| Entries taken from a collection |
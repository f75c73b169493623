//! Play session
//!
//! Owns everything the play screen simulates: settings, the loaded level,
//! the hero and the camera. One `tick` is one fixed simulation step.

use crate::input::{Action, InputEvent, InputState};
use crate::settings::GameSettings;
use crate::world::Level;
use super::body::{Body, Motion};
use super::camera::Camera;
use super::stepper::{step_body, StepParams};

/// What the main loop should do after an input event
#[derive(Debug, Clone, Copy, PartialEq, Eq)]
pub enum SessionAction {
    Continue,
    Quit,
}

pub struct GameSession {
    pub settings: GameSettings,
    pub level: Level,
    pub hero: Body,
    pub camera: Camera,
    /// Hero box size, kept for resets
    hero_size: (i32, i32),
    params: StepParams,
    /// Ticks simulated since the last reset
    pub ticks: u64,
}

impl GameSession {
    pub fn new(settings: GameSettings, level: Level, hero_size: (i32, i32)) -> Self {
        let hero = spawn_hero(&settings, hero_size);
        let mut camera = Camera::new(
            level.pixel_width(),
            level.pixel_height(),
            settings.screen_width,
            settings.screen_height,
            settings.camera_divisor,
        );
        camera.update(&hero.rect);
        let params = StepParams::from_settings(&settings);

        log::info!(
            "Session started: {} platforms, level {}x{} px, hero {}x{}",
            level.platforms.len(),
            level.pixel_width(),
            level.pixel_height(),
            hero_size.0,
            hero_size.1
        );

        Self {
            settings,
            level,
            hero,
            camera,
            hero_size,
            params,
            ticks: 0,
        }
    }

    /// Replace the hero with a fresh one at the spawn point
    pub fn reset(&mut self) {
        self.hero = spawn_hero(&self.settings, self.hero_size);
        self.camera.update(&self.hero.rect);
        self.ticks = 0;
        log::info!("Level reset");
    }

    /// Route one input event. `held` must already reflect the event.
    pub fn handle_event(&mut self, event: InputEvent, held: &InputState) -> SessionAction {
        match event {
            InputEvent::Pressed(Action::Quit) => return SessionAction::Quit,
            InputEvent::Pressed(Action::ResetLevel) => {
                self.reset();
                // Directions held through a reset keep driving the new hero
                for action in [Action::MoveLeft, Action::MoveRight] {
                    if held.action_down(action) {
                        self.hero.apply_input(action);
                    }
                }
            }
            InputEvent::Pressed(action) => self.hero.apply_input(action),
            InputEvent::Released(action) => self.hero.clear_input(action, held),
        }
        SessionAction::Continue
    }

    /// Advance the simulation by one tick and re-aim the camera
    pub fn tick(&mut self) {
        step_body(&mut self.hero, &self.level.platforms, &self.params);
        self.camera.update(&self.hero.rect);
        self.ticks += 1;
    }
}

fn spawn_hero(settings: &GameSettings, size: (i32, i32)) -> Body {
    Body::new(
        settings.spawn_x,
        settings.spawn_y,
        size.0,
        size.1,
        Motion {
            jump_speed: settings.jump_speed,
            run_speed: settings.run_speed,
        },
    )
}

| Work order |
With the line holding "self.hero = spawn_hero(&self.settings, self.hero_size);" as the first and the line holding "reflect the event." as the last, set down that range of the entries above exactly, and nothing else.

| Answer |
        self.hero = spawn_hero(&self.settings, self.hero_size);
        self.camera.update(&self.hero.rect);
        self.ticks = 0;
        log::info!("Level reset");
    }

    /// Route one input event. `held` must already reflect the event.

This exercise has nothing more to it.